先週散々「局長が小四郎で、副長が平六だ」と書いたけれども、ラストシーンをみて三谷さんが描く至高のバディの相手は平六でなく、政子だったと気づく。これまで飄々とやってきたように見えていた平六の根本には、幼少時代から抱えていた小四郎に対する優越感とそれゆえの劣等感があった。それをぶちまけた上で忠誠を誓うシーンは希望的で、少しだけ本当かなと思わせる雰囲気もあり、けれどもそれもぜんぶひっくるめて親友なのだという温かな余韻を残した。それは新選組のバディ観からの脱却というか、局長と副長の関係性に笑顔で手を振るように見えた。局長のやり残したことを引継ぎ彼の死後も戦った副長。

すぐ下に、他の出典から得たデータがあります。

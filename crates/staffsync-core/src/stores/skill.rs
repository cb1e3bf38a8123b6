//! Skill store and employee/skill assignments

use std::sync::Arc;

use tracing::{debug, error, info, warn};

use crate::cache::{DEFAULT_CHANNEL_CAPACITY, EntityCache, Snapshot, SnapshotStream};
use crate::error::{Error, Result};
use crate::model::{EmployeeId, Skill, SkillId, sort_skills_by_label};
use crate::remote::RemoteStore;

use super::{EmployeeStore, FetchOutcome, FetchStatus};

/// Cached skill collection with its writes and the assignment edges
///
/// Assignments live inside employee records, so edge changes refresh the
/// employee store this store was built with.
pub struct SkillStore {
    remote: Arc<dyn RemoteStore>,
    cache: EntityCache<Skill>,
    status: FetchStatus,
    employees: Arc<EmployeeStore>,
}

impl std::fmt::Debug for SkillStore {
    fn fmt(&self, f: &mut std::fmt::Formatter<'_>) -> std::fmt::Result {
        f.debug_struct("SkillStore")
            .field("cache", &self.cache)
            .field("last_fetch", &self.status.get())
            .finish()
    }
}

impl SkillStore {
    pub fn new(remote: Arc<dyn RemoteStore>, employees: Arc<EmployeeStore>) -> Self {
        Self::with_capacity(remote, employees, DEFAULT_CHANNEL_CAPACITY)
    }

    pub fn with_capacity(
        remote: Arc<dyn RemoteStore>,
        employees: Arc<EmployeeStore>,
        capacity: usize,
    ) -> Self {
        Self {
            remote,
            cache: EntityCache::with_capacity(capacity),
            status: FetchStatus::default(),
            employees,
        }
    }

    pub fn cache(&self) -> &EntityCache<Skill> {
        &self.cache
    }

    /// Latest cached skills, sorted by label
    pub fn current(&self) -> Snapshot<Skill> {
        self.cache.current()
    }

    pub fn observe(&self) -> SnapshotStream<Skill> {
        self.cache.observe()
    }

    /// The employee store refreshed by assignment changes
    pub fn employees(&self) -> &Arc<EmployeeStore> {
        &self.employees
    }

    pub fn last_fetch(&self) -> FetchOutcome {
        self.status.get()
    }

    /// Reload the whole collection, emptying the cache on failure
    pub async fn fetch_all(&self) -> FetchOutcome {
        match self.remote.list_skills().await {
            Ok(mut skills) => {
                sort_skills_by_label(&mut skills);
                let count = skills.len();
                self.cache.set(skills);
                debug!(count, "Skills loaded");
                self.status.record(FetchOutcome::Loaded(count))
            }
            Err(e) => {
                error!(error = %e, code = e.code(), "Failed to load skills");
                self.cache.set(Vec::new());
                self.status.record(FetchOutcome::Failed(e.to_string()))
            }
        }
    }

    /// Create a skill from a label; surrounding whitespace is dropped
    pub async fn create(&self, name: &str) -> Result<Skill> {
        let name = name.trim();
        if name.is_empty() {
            return Err(Error::InvalidArgument("skill name must not be empty".to_string()));
        }

        let created = self
            .remote
            .create_skill(name)
            .await
            .inspect_err(|e| warn!(skill = name, error = %e, "Failed to create skill"))?;

        info!(skill_id = ?created.id, skill = %created.skill, "Skill created");
        self.fetch_all().await;
        Ok(created)
    }

    /// Rename a skill
    pub async fn update(&self, skill: &Skill) -> Result<Skill> {
        let id = skill
            .id
            .ok_or_else(|| Error::InvalidArgument("skill update requires an id".to_string()))?;
        if skill.skill.trim().is_empty() {
            return Err(Error::InvalidArgument("skill name must not be empty".to_string()));
        }

        let updated = self
            .remote
            .update_skill(id, skill)
            .await
            .inspect_err(|e| warn!(skill_id = id, error = %e, "Failed to update skill"))?;

        info!(skill_id = id, "Skill updated");
        self.fetch_all().await;
        Ok(updated)
    }

    /// Delete a skill; a missing id is a no-op
    ///
    /// Succeeds only if the service accepts the delete, which it may refuse
    /// while employees still hold the skill. Both caches are refreshed on
    /// success; a failure leaves them untouched.
    pub async fn delete(&self, id: Option<SkillId>) -> Result<()> {
        let Some(id) = id else {
            debug!("Ignoring skill delete without id");
            return Ok(());
        };

        self.remote
            .delete_skill(id)
            .await
            .inspect_err(|e| error!(skill_id = id, error = %e, "Failed to delete skill"))?;

        info!(skill_id = id, "Skill deleted");
        tokio::join!(self.fetch_all(), self.employees.fetch_all());
        Ok(())
    }

    /// Assign a skill to an employee by label
    pub async fn assign(&self, employee_id: EmployeeId, skill_name: &str) -> Result<()> {
        self.remote
            .assign_skill(employee_id, skill_name)
            .await
            .inspect_err(|e| {
                warn!(employee_id, skill = skill_name, error = %e, "Failed to assign skill")
            })?;

        info!(employee_id, skill = skill_name, "Skill assigned");
        self.employees.fetch_all().await;
        Ok(())
    }

    /// Assign a cached skill to an employee by id
    pub async fn assign_by_id(&self, employee_id: EmployeeId, skill_id: SkillId) -> Result<()> {
        let label = self
            .cache
            .current()
            .iter()
            .find(|s| s.id == Some(skill_id))
            .map(|s| s.skill.clone())
            .ok_or_else(|| Error::skill_not_found(skill_id))?;

        self.assign(employee_id, &label).await
    }

    /// Remove a skill from an employee
    pub async fn unassign(&self, employee_id: EmployeeId, skill_id: SkillId) -> Result<()> {
        self.remote
            .unassign_skill(employee_id, skill_id)
            .await
            .inspect_err(|e| {
                warn!(employee_id, skill_id, error = %e, "Failed to unassign skill")
            })?;

        info!(employee_id, skill_id, "Skill unassigned");
        self.employees.fetch_all().await;
        Ok(())
    }

    /// Skills of one employee as reported by the service, sorted by label
    pub async fn employee_skills(&self, employee_id: EmployeeId) -> Result<Vec<Skill>> {
        let mut employee = self.remote.employee_skills(employee_id).await?;
        employee.normalize_skill_set();
        Ok(employee.skills())
    }

    /// Create a skill and assign it to an employee in one step
    pub async fn create_and_assign(&self, employee_id: EmployeeId, name: &str) -> Result<Skill> {
        let created = self.create(name).await?;
        self.assign(employee_id, &created.skill).await?;
        Ok(created)
    }
}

やり残したことがあるという小四郎に引導を渡した政子。行動だけ見るとまったくもって正反対だけれども、似たような温かさを宿しているとも思う。


希望を託された太郎はもちろん、川辺で八重さんに守られた鶴丸、平六をジジイ呼ばわりする朝時。キャラの劇中の最期をきちんとおさえながら過去を携え時代が進んでいっていることを伝える描写にジンとする。あと政子が薬を捨てた後、倒れた小四郎のなぜという顔が上総の介に見えた。


三谷さんっぽいと思ったのは家康が現れた最初だけだった。前回までのドラマチックな最終話ではなく、静かな最後(頼朝の死の回もそうだった)。ご自身を越えようとされてるのだなと伝わってくる脚本にぐっとくる。展開的にもそうだけど、倫理的にも攻めた内容ではと思う。生きたいと言っている人に薬を渡さないのだから。



大河は「利家とまつ」から観たり観なかったりだけれども、間違いなく今まででいちばん面白かったです。物語的な面白さをバーンとやりつつ大河的な面白さもきっちりおさえていたのが最高でした。また三谷さんに脚本やってほしい。転生した鎌倉殿のみんなに会いたい。